I’ve been writing a lot about false common ground these days so it was a pleasure to discover that Michael Novak and I have come to a common way of conceptualizing government benefits for living kidney donors.

Novak, in my book, is a conservative, free market philosopher and cultural thinker. He is a scholar at the American Enterprise Institute, has traveled world wide making the Catholic case for capitalism. Along with George Weigel and the late Richard John Neuhaus he spent the last decade educating young Eastern European Catholics at a Polish summer school in how to be effective Catholic capitalists. He once supported contraception and thought Humanae Vitae [1968 encyclical reaffirming the Roman Catholic view on birth control, abortion, and other "life" issues] was wrong. Now he is against contraception and of course abortion and embryonic stem cell research. He went to the Vatican in 2003 to try to convince the Pope that the war in Iraq was “just.” Not much we agree on.

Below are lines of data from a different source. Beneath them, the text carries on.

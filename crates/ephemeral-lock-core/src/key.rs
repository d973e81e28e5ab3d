//! Lock name to store key encoding.
//!
//! Some stores cap key length (memcache allows 250 bytes). Names that fit are
//! used verbatim; longer names keep a readable prefix and end in a Base32
//! digest of the full name so distinct names stay distinct.

use sha2::{Digest, Sha512};

use crate::error::{LockError, LockResult};

/// Hash length in Base32 characters (160 bits / 5 bits per char).
const HASH_LENGTH_IN_CHARS: usize = 32;

/// Base32 alphabet (RFC 4648).
const BASE32_ALPHABET: &[u8] = b"ABCDEFGHIJKLMNOPQRSTUVWXYZ234567";

/// Encodes `name` into a key no longer than `max_length` bytes.
///
/// With no limit, or a name within the limit, the name is returned unchanged.
///
/// # Errors
///
/// Returns [`LockError::InvalidName`] for an empty name or a zero limit.
pub fn to_store_key(name: &str, max_length: Option<usize>) -> LockResult<String> {
    if name.is_empty() {
        return Err(LockError::InvalidName("lock name cannot be empty".to_string()));
    }

    let Some(max_length) = max_length else {
        return Ok(name.to_string());
    };
    if max_length == 0 {
        return Err(LockError::InvalidName(
            "store key limit must be greater than zero".to_string(),
        ));
    }
    if name.len() <= max_length {
        return Ok(name.to_string());
    }

    let name_hash = compute_hash(name.as_bytes());
    if name_hash.len() >= max_length {
        return Ok(name_hash[..max_length].to_string());
    }

    let prefix_room = max_length - name_hash.len();
    let mut prefix = String::with_capacity(prefix_room);
    for ch in name.chars() {
        if prefix.len() + ch.len_utf8() > prefix_room {
            break;
        }
        prefix.push(ch);
    }
    Ok(format!("{prefix}{name_hash}"))
}

/// SHA-512 truncated to 160 bits, Base32 encoded.
fn compute_hash(bytes: &[u8]) -> String {
    let mut hasher = Sha512::new();
    hasher.update(bytes);
    let hash_bytes = hasher.finalize();

    let mut chars = String::with_capacity(HASH_LENGTH_IN_CHARS);
    let mut bit_buffer = 0u32;
    let mut bits_remaining = 0u32;

    for &byte in &hash_bytes[..20] {
        bit_buffer |= u32::from(byte) << bits_remaining;
        bits_remaining += 8;

        while bits_remaining >= 5 {
            chars.push(BASE32_ALPHABET[(bit_buffer & 0x1f) as usize] as char);
            bit_buffer >>= 5;
            bits_remaining -= 5;
        }
    }

    chars
}
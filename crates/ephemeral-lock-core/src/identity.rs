//! Lock names derived from entity identities.
//!
//! An entity is identified by its ancestor chain, root first: a comment on a
//! post on a blog is `Blog:7 / Post:"k3Xa" / Comment:12`. Flattening the chain
//! with a separator gives a stable lock name, `Blog:7:Post:k3Xa:Comment:12`.

use std::fmt;

use crate::error::{LockError, LockResult};

/// Separator used by [`derive_default_name`].
pub const DEFAULT_SEPARATOR: &str = ":";

/// Identifier of a single entity within its parent.
#[derive(Debug, Clone, PartialEq, Eq, Hash)]
pub enum EntityId {
    /// Generated or caller-chosen string key.
    Token(String),
    /// Integer key.
    Numeric(i64),
}

impl fmt::Display for EntityId {
    fn fmt(&self, f: &mut fmt::Formatter<'_>) -> fmt::Result {
        match self {
            Self::Token(token) => f.write_str(token),
            Self::Numeric(id) => write!(f, "{id}"),
        }
    }
}

impl From<i64> for EntityId {
    fn from(id: i64) -> Self {
        Self::Numeric(id)
    }
}

impl From<u32> for EntityId {
    fn from(id: u32) -> Self {
        Self::Numeric(i64::from(id))
    }
}

impl From<String> for EntityId {
    fn from(token: String) -> Self {
        Self::Token(token)
    }
}

impl From<&str> for EntityId {
    fn from(token: &str) -> Self {
        Self::Token(token.to_string())
    }
}

/// One `(type, id)` link of an identity path.
#[derive(Debug, Clone, PartialEq, Eq, Hash)]
pub struct PathElement {
    kind: String,
    id: Option<EntityId>,
}

impl PathElement {
    /// Creates an element for an entity of type `kind` with identifier `id`.
    pub fn new(kind: impl Into<String>, id: impl Into<EntityId>) -> Self {
        Self {
            kind: kind.into(),
            id: Some(id.into()),
        }
    }

    /// Creates an element whose identifier has not been assigned yet.
    pub fn incomplete(kind: impl Into<String>) -> Self {
        Self {
            kind: kind.into(),
            id: None,
        }
    }

    /// Entity type name.
    pub fn kind(&self) -> &str {
        &self.kind
    }

    /// Entity identifier, if assigned.
    pub fn id(&self) -> Option<&EntityId> {
        self.id.as_ref()
    }
}

/// Ordered ancestor chain identifying an entity, root first.
#[derive(Debug, Clone, PartialEq, Eq, Hash, Default)]
pub struct IdentityPath {
    elements: Vec<PathElement>,
}

impl IdentityPath {
    /// Creates a path from its elements, root first.
    pub fn new(elements: Vec<PathElement>) -> Self {
        Self { elements }
    }

    /// Creates a single-element path for a root entity.
    pub fn root(kind: impl Into<String>, id: impl Into<EntityId>) -> Self {
        Self::new(vec![PathElement::new(kind, id)])
    }

    /// Returns the path of a child entity of this one.
    pub fn child(&self, kind: impl Into<String>, id: impl Into<EntityId>) -> Self {
        let mut elements = self.elements.clone();
        elements.push(PathElement::new(kind, id));
        Self { elements }
    }

    /// Returns the path of the parent entity, or `None` for a root.
    pub fn parent(&self) -> Option<Self> {
        match self.elements.split_last() {
            Some((_, rest)) if !rest.is_empty() => Some(Self::new(rest.to_vec())),
            _ => None,
        }
    }

    /// The entity this path identifies.
    pub fn leaf(&self) -> Option<&PathElement> {
        self.elements.last()
    }

    /// Number of elements in the chain.
    pub fn len(&self) -> usize {
        self.elements.len()
    }

    /// Whether the path has no elements.
    pub fn is_empty(&self) -> bool {
        self.elements.is_empty()
    }

    /// Elements, root first.
    pub fn elements(&self) -> &[PathElement] {
        &self.elements
    }

    /// Iterates over the elements, root first.
    pub fn iter(&self) -> std::slice::Iter<'_, PathElement> {
        self.elements.iter()
    }
}

impl FromIterator<PathElement> for IdentityPath {
    fn from_iter<I: IntoIterator<Item = PathElement>>(iter: I) -> Self {
        Self::new(iter.into_iter().collect())
    }
}

impl<'a> IntoIterator for &'a IdentityPath {
    type Item = &'a PathElement;
    type IntoIter = std::slice::Iter<'a, PathElement>;

    fn into_iter(self) -> Self::IntoIter {
        self.elements.iter()
    }
}

/// Domain types that can be locked by identity.
///
/// # Example
///
/// ```rust
/// use ephemeral_lock_core::{Identifiable, IdentityPath, derive_default_name};
///
/// struct Order {
///     customer: String,
///     number: i64,
/// }
///
/// impl Identifiable for Order {
///     fn identity_path(&self) -> IdentityPath {
///         IdentityPath::root("Customer", self.customer.as_str()).child("Order", self.number)
///     }
/// }
///
/// let order = Order { customer: "c8Hq".to_string(), number: 42 };
/// assert_eq!(
///     derive_default_name(&order.identity_path()).unwrap(),
///     "Customer:c8Hq:Order:42"
/// );
/// ```
pub trait Identifiable {
    /// Ancestor chain of this entity, root first.
    fn identity_path(&self) -> IdentityPath;
}

impl Identifiable for IdentityPath {
    fn identity_path(&self) -> IdentityPath {
        self.clone()
    }
}

impl<T: Identifiable + ?Sized> Identifiable for &T {
    fn identity_path(&self) -> IdentityPath {
        (**self).identity_path()
    }
}

/// Flattens an identity path into a lock name.
///
/// Type names and identifiers are interleaved, root first, and joined with
/// `separator`. Tokens are used verbatim; numeric ids are written in base 10.
///
/// # Errors
///
/// Returns [`LockError::InvalidIdentity`] when the path is empty, the
/// separator is empty, a type name is empty or contains the separator, or an
/// element has no usable identifier (missing, empty token, negative number).
pub fn derive_name(path: &IdentityPath, separator: &str) -> LockResult<String> {
    if separator.is_empty() {
        return Err(LockError::InvalidIdentity(
            "separator cannot be empty".to_string(),
        ));
    }
    if path.is_empty() {
        return Err(LockError::InvalidIdentity(
            "identity path cannot be empty".to_string(),
        ));
    }

    let mut parts = Vec::with_capacity(path.len() * 2);
    for (position, element) in path.iter().enumerate() {
        if element.kind.is_empty() {
            return Err(LockError::InvalidIdentity(format!(
                "element {position} has an empty type name"
            )));
        }
        if element.kind.contains(separator) {
            return Err(LockError::InvalidIdentity(format!(
                "type name {:?} contains the separator {separator:?}",
                element.kind
            )));
        }
        let id = match &element.id {
            None => {
                return Err(LockError::InvalidIdentity(format!(
                    "{} at position {position} has no identifier",
                    element.kind
                )));
            }
            Some(EntityId::Token(token)) if token.is_empty() => {
                return Err(LockError::InvalidIdentity(format!(
                    "{} at position {position} has an empty token id",
                    element.kind
                )));
            }
            Some(EntityId::Numeric(id)) if *id < 0 => {
                return Err(LockError::InvalidIdentity(format!(
                    "{} at position {position} has a negative id {id}",
                    element.kind
                )));
            }
            Some(id) => id.to_string(),
        };
        parts.push(element.kind.clone());
        parts.push(id);
    }

    Ok(parts.join(separator))
}

/// [`derive_name`] with the default `:` separator.
pub fn derive_default_name(path: &IdentityPath) -> LockResult<String> {
    derive_name(path, DEFAULT_SEPARATOR)
}

#[cfg(test)]
mod tests {
    use super::*;

    fn comment_path() -> IdentityPath {
        IdentityPath::root("Blog", 7i64)
            .child("Post", "k3Xa")
            .child("Comment", 12i64)
    }

    #[test]
    fn test_flattens_root_first() {
        assert_eq!(
            derive_default_name(&comment_path()).unwrap(),
            "Blog:7:Post:k3Xa:Comment:12"
        );
    }

    #[test]
    fn test_custom_separator() {
        assert_eq!(
            derive_name(&comment_path(), "/").unwrap(),
            "Blog/7/Post/k3Xa/Comment/12"
        );
    }

    #[test]
    fn test_deterministic() {
        let path = comment_path();
        let first = derive_default_name(&path).unwrap();
        for _ in 0..10 {
            assert_eq!(derive_default_name(&path.clone()).unwrap(), first);
        }
    }

    #[test]
    fn test_order_matters() {
        let a = IdentityPath::root("Blog", 1i64).child("Post", 2i64);
        let b = IdentityPath::root("Post", 2i64).child("Blog", 1i64);
        assert_ne!(derive_default_name(&a).unwrap(), derive_default_name(&b).unwrap());
    }

    #[test]
    fn test_numeric_ids_have_no_leading_zeros() {
        let path = IdentityPath::root("Order", 42i64);
        assert_eq!(derive_default_name(&path).unwrap(), "Order:42");
        let zero = IdentityPath::root("Order", 0i64);
        assert_eq!(derive_default_name(&zero).unwrap(), "Order:0");
    }

    #[test]
    fn test_token_and_number_render_alike() {
        // Distinct ids of different types may collide; callers keep them disjoint.
        let numeric = IdentityPath::root("Order", 42i64);
        let token = IdentityPath::root("Order", "42");
        assert_eq!(
            derive_default_name(&numeric).unwrap(),
            derive_default_name(&token).unwrap()
        );
    }

    #[test]
    fn test_empty_path_rejected() {
        let result = derive_default_name(&IdentityPath::default());
        assert!(matches!(result, Err(LockError::InvalidIdentity(_))));
    }

    #[test]
    fn test_missing_id_rejected() {
        let path = IdentityPath::new(vec![
            PathElement::new("Blog", 7i64),
            PathElement::incomplete("Post"),
        ]);
        let result = derive_default_name(&path);
        assert!(matches!(result, Err(LockError::InvalidIdentity(msg)) if msg.contains("Post")));
    }

    #[test]
    fn test_invalid_components_rejected() {
        let cases = [
            IdentityPath::root("", 1i64),
            IdentityPath::root("Bad:Kind", 1i64),
            IdentityPath::root("Order", ""),
            IdentityPath::root("Order", -3i64),
        ];
        for path in cases {
            assert!(
                matches!(derive_default_name(&path), Err(LockError::InvalidIdentity(_))),
                "{path:?} should be rejected"
            );
        }
        assert!(matches!(
            derive_name(&comment_path(), ""),
            Err(LockError::InvalidIdentity(_))
        ));
    }

    #[test]
    fn test_parent_and_leaf() {
        let path = comment_path();
        assert_eq!(path.len(), 3);
        assert_eq!(path.leaf().unwrap().kind(), "Comment");
        assert_eq!(path.leaf().unwrap().id(), Some(&EntityId::Numeric(12)));

        let parent = path.parent().unwrap();
        assert_eq!(derive_default_name(&parent).unwrap(), "Blog:7:Post:k3Xa");
        assert!(IdentityPath::root("Blog", 7i64).parent().is_none());
    }

    #[test]
    fn test_collect_from_elements() {
        let path: IdentityPath = [PathElement::new("A", 1i64), PathElement::new("B", "x")]
            .into_iter()
            .collect();
        assert_eq!(derive_default_name(&path).unwrap(), "A:1:B:x");
        assert_eq!((&path).into_iter().count(), 2);
    }
}
//! Redis backend for ephemeral locks.
//!
//! Lock records are plain Redis strings written with `SET NX PX`, so any
//! number of processes pointed at the same server exclude each other.

pub mod store;

pub use store::{RedisStore, RedisStoreBuilder};
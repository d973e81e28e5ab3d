//! Core types for locks over a shared ephemeral key-value store.
//!
//! A lock is a store entry created with "add if absent" semantics and a TTL.
//! Holding the entry means holding the lock; deleting it releases the lock,
//! and the TTL bounds how long a crashed holder can block everyone else.
//!
//! Backends implement [`EphemeralStore`]; [`EphemeralLockProvider`] turns a
//! store into named locks with retry, backoff and guaranteed release.

pub mod backoff;
pub mod error;
pub mod guard;
pub mod identity;
pub mod key;
pub mod keygen;
pub mod lock;
pub mod options;
pub mod prelude;
pub mod provider;
pub mod store;

pub use backoff::BackoffPolicy;
pub use error::{LockError, LockResult};
pub use guard::LockGuard;
pub use identity::{
    DEFAULT_SEPARATOR, EntityId, Identifiable, IdentityPath, PathElement, derive_default_name,
    derive_name,
};
pub use key::to_store_key;
pub use keygen::{
    Alphabet, generate, generate_key, generate_long_key, generate_medium_key, generate_short_key,
    generate_with,
};
pub use lock::EphemeralLock;
pub use options::{LockOptions, ReleaseMode};
pub use provider::{DEFAULT_NAMESPACE, EphemeralLockProvider, EphemeralLockProviderBuilder};
pub use store::EphemeralStore;
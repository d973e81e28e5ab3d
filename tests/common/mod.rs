#![allow(dead_code)]

pub mod instrumented_store;
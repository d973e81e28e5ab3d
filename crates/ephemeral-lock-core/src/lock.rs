//! Acquire/retry/release protocol for a single named lock.

use std::future::Future;
use std::panic::{AssertUnwindSafe, resume_unwind};
use std::sync::Arc;
use std::time::Duration;

use futures::FutureExt;
use tokio::sync::watch;
use tokio::time::Instant;
use tracing::field::Empty;
use tracing::{Span, debug, instrument, warn};

use crate::error::{LockError, LockResult};
use crate::guard::LockGuard;
use crate::key::to_store_key;
use crate::keygen::generate_key;
use crate::options::LockOptions;
use crate::store::EphemeralStore;

/// A named lock backed by an [`EphemeralStore`].
///
/// Creating the lock touches nothing; the store is only contacted by the
/// acquire methods. Locks are cheap to create and may be created anew for
/// every use.
///
/// # Example
///
/// ```rust,ignore
/// let lock = provider.create_lock("order:42")?;
/// let total = lock.run(|| async { recompute_totals().await }).await?;
/// ```
pub struct EphemeralLock<S: EphemeralStore> {
    store: Arc<S>,
    name: String,
    key: String,
    namespace: String,
    options: LockOptions,
}

impl<S: EphemeralStore> EphemeralLock<S> {
    pub(crate) fn new(
        store: Arc<S>,
        name: &str,
        namespace: &str,
        options: LockOptions,
    ) -> LockResult<Self> {
        let key = to_store_key(name, store.max_key_length())?;
        Ok(Self {
            store,
            name: name.to_string(),
            key,
            namespace: namespace.to_string(),
            options,
        })
    }

    /// Lock name.
    pub fn name(&self) -> &str {
        &self.name
    }

    /// Key of the lock record in the store.
    pub fn store_key(&self) -> &str {
        &self.key
    }

    /// Store namespace holding the record.
    pub fn namespace(&self) -> &str {
        &self.namespace
    }

    /// Settings used by the acquire methods.
    pub fn options(&self) -> &LockOptions {
        &self.options
    }

    /// Replaces the acquisition settings.
    pub fn with_options(mut self, options: LockOptions) -> Self {
        self.options = options;
        self
    }

    /// Makes a single acquisition attempt.
    ///
    /// Returns `Ok(None)` if the lock is currently held.
    #[instrument(skip(self), fields(lock.name = %self.name, lock.key = %self.key, namespace = %self.namespace, acquired = Empty))]
    pub async fn try_acquire(&self) -> LockResult<Option<LockGuard<S>>> {
        self.options.validate()?;
        let guard = self.attempt().await?;
        Span::current().record("acquired", guard.is_some());
        Ok(guard)
    }

    /// Acquires the lock, retrying with exponential backoff.
    ///
    /// Makes at most `max_retries` attempts, sleeping
    /// `backoff_base^attempt + jitter` backoff units between them.
    ///
    /// # Errors
    ///
    /// * [`LockError::LockUnavailable`] - the lock stayed held.
    /// * [`LockError::StoreUnavailable`] - every attempt failed on a store error.
    /// * [`LockError::InvalidOptions`] - the options are out of range.
    pub async fn acquire(&self) -> LockResult<LockGuard<S>> {
        self.acquire_inner(None).await
    }

    /// Like [`acquire`](Self::acquire), but gives up with
    /// [`LockError::Cancelled`] as soon as `cancel` reads `true`.
    pub async fn acquire_cancellable(
        &self,
        mut cancel: watch::Receiver<bool>,
    ) -> LockResult<LockGuard<S>> {
        self.acquire_inner(Some(&mut cancel)).await
    }

    /// Runs `action` while holding the lock.
    ///
    /// The lock is released however `action` finishes. The action's output is
    /// returned as-is; a failed release is logged and does not replace it.
    /// If `action` panics, the lock is released before the panic resumes.
    #[instrument(skip_all, fields(lock.name = %self.name, lock.key = %self.key, namespace = %self.namespace))]
    pub async fn run<F, Fut, T>(&self, action: F) -> LockResult<T>
    where
        F: FnOnce() -> Fut,
        Fut: Future<Output = T>,
    {
        let guard = self.acquire().await?;
        let outcome = AssertUnwindSafe(async move { action().await })
            .catch_unwind()
            .await;
        if let Err(e) = guard.release().await {
            warn!(error = %e, "failed to release lock after protected action");
        }
        match outcome {
            Ok(output) => Ok(output),
            Err(payload) => {
                warn!("protected action panicked");
                resume_unwind(payload)
            }
        }
    }

    #[instrument(
        skip(self, cancel),
        fields(
            lock.name = %self.name,
            lock.key = %self.key,
            namespace = %self.namespace,
            max_retries = self.options.max_retries,
            acquired = Empty,
            attempts = Empty,
            elapsed_ms = Empty,
        )
    )]
    async fn acquire_inner(
        &self,
        mut cancel: Option<&mut watch::Receiver<bool>>,
    ) -> LockResult<LockGuard<S>> {
        self.options.validate()?;

        let start = Instant::now();
        let backoff = self.options.backoff();
        let max_retries = self.options.max_retries;
        let mut contended = false;
        let mut last_error = None;

        for attempt in 0..max_retries {
            if cancel.as_deref().is_some_and(|c| *c.borrow()) {
                return Err(LockError::Cancelled);
            }

            match self.attempt().await {
                Ok(Some(guard)) => {
                    let span = Span::current();
                    span.record("acquired", true);
                    span.record("attempts", attempt + 1);
                    span.record("elapsed_ms", start.elapsed().as_millis() as u64);
                    return Ok(guard);
                }
                Ok(None) => {
                    contended = true;
                    debug!(attempt, "lock is held elsewhere");
                }
                Err(e) if e.is_store_error() => {
                    warn!(attempt, error = %e, "store error while acquiring lock");
                    last_error = Some(e);
                }
                Err(e) => return Err(e),
            }

            if attempt + 1 < max_retries {
                pause(backoff.delay_with_jitter(attempt), cancel.as_deref_mut()).await?;
            }
        }

        let span = Span::current();
        span.record("acquired", false);
        span.record("attempts", max_retries);
        span.record("elapsed_ms", start.elapsed().as_millis() as u64);

        match last_error {
            Some(source) if !contended => Err(LockError::StoreUnavailable {
                name: self.name.clone(),
                attempts: max_retries,
                source: Box::new(source),
            }),
            _ => Err(LockError::LockUnavailable {
                name: self.name.clone(),
                attempts: max_retries,
            }),
        }
    }

    async fn attempt(&self) -> LockResult<Option<LockGuard<S>>> {
        let token = generate_key();
        let created = self
            .store
            .create_if_absent(&self.key, &token, self.options.expiry, &self.namespace)
            .await?;
        Ok(created.then(|| {
            LockGuard::new(
                Arc::clone(&self.store),
                self.name.clone(),
                self.key.clone(),
                self.namespace.clone(),
                token,
                self.options.release_mode,
            )
        }))
    }
}

/// Sleeps for `delay`, returning early with [`LockError::Cancelled`] if the
/// cancellation signal turns `true`.
async fn pause(delay: Duration, cancel: Option<&mut watch::Receiver<bool>>) -> LockResult<()> {
    let Some(cancel) = cancel else {
        tokio::time::sleep(delay).await;
        return Ok(());
    };

    let sleep = tokio::time::sleep(delay);
    tokio::pin!(sleep);
    loop {
        tokio::select! {
            _ = &mut sleep => return Ok(()),
            changed = cancel.changed() => match changed {
                Ok(()) if *cancel.borrow_and_update() => return Err(LockError::Cancelled),
                Ok(()) => continue,
                // Sender gone: nobody can cancel any more.
                Err(_) => {
                    sleep.as_mut().await;
                    return Ok(());
                }
            },
        }
    }
}

impl<S: EphemeralStore> Clone for EphemeralLock<S> {
    fn clone(&self) -> Self {
        Self {
            store: Arc::clone(&self.store),
            name: self.name.clone(),
            key: self.key.clone(),
            namespace: self.namespace.clone(),
            options: self.options.clone(),
        }
    }
}

impl<S: EphemeralStore> std::fmt::Debug for EphemeralLock<S> {
    fn fmt(&self, f: &mut std::fmt::Formatter<'_>) -> std::fmt::Result {
        f.debug_struct("EphemeralLock")
            .field("name", &self.name)
            .field("key", &self.key)
            .field("namespace", &self.namespace)
            .field("options", &self.options)
            .finish_non_exhaustive()
    }
}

But Novak, like many of us, can be influenced by the suffering of friends. In an interesting piece published in First Things online on April 1, Novak comes out in support of a bill that will reshape our thinking about organ donation and hopefully cut through some rather stale arguments that pit a concept of pure altruism against regulated markets in organs. He calls the bill, which is to be introduced by Senator Specter in the near future as a “major step forward for the ‘culture of life’.”

I strongly agree and have worked with Senator Specter’s office on developing the bill over the last year. What’s the problem? People are dying because there are not enough organs: hearts, livers, lungs, kidneys donated to meet the need. In all of the above, except kidneys, we are dependent on donations from deceased people. You know, those of us who have that organ donor heart on our driver’s license which says “If I die in a way that permits my organs to be used, please take them.” The greatest need is for kidneys—and the kidney is the organ that each of us have, in essence, a spare, we could give away while we are alive.

According to the National Kidney Foundation, there are 485,000 Americans with end-stage renal disease, that point at which there are three choices: death, dialysis or transplant. More than 341,000 are on dialysis; 140,000 have functioning transplants. About 87,000 people die each year from end-stage renal disease, some on the waiting list, others who could benefit from a transplant but never get on the list.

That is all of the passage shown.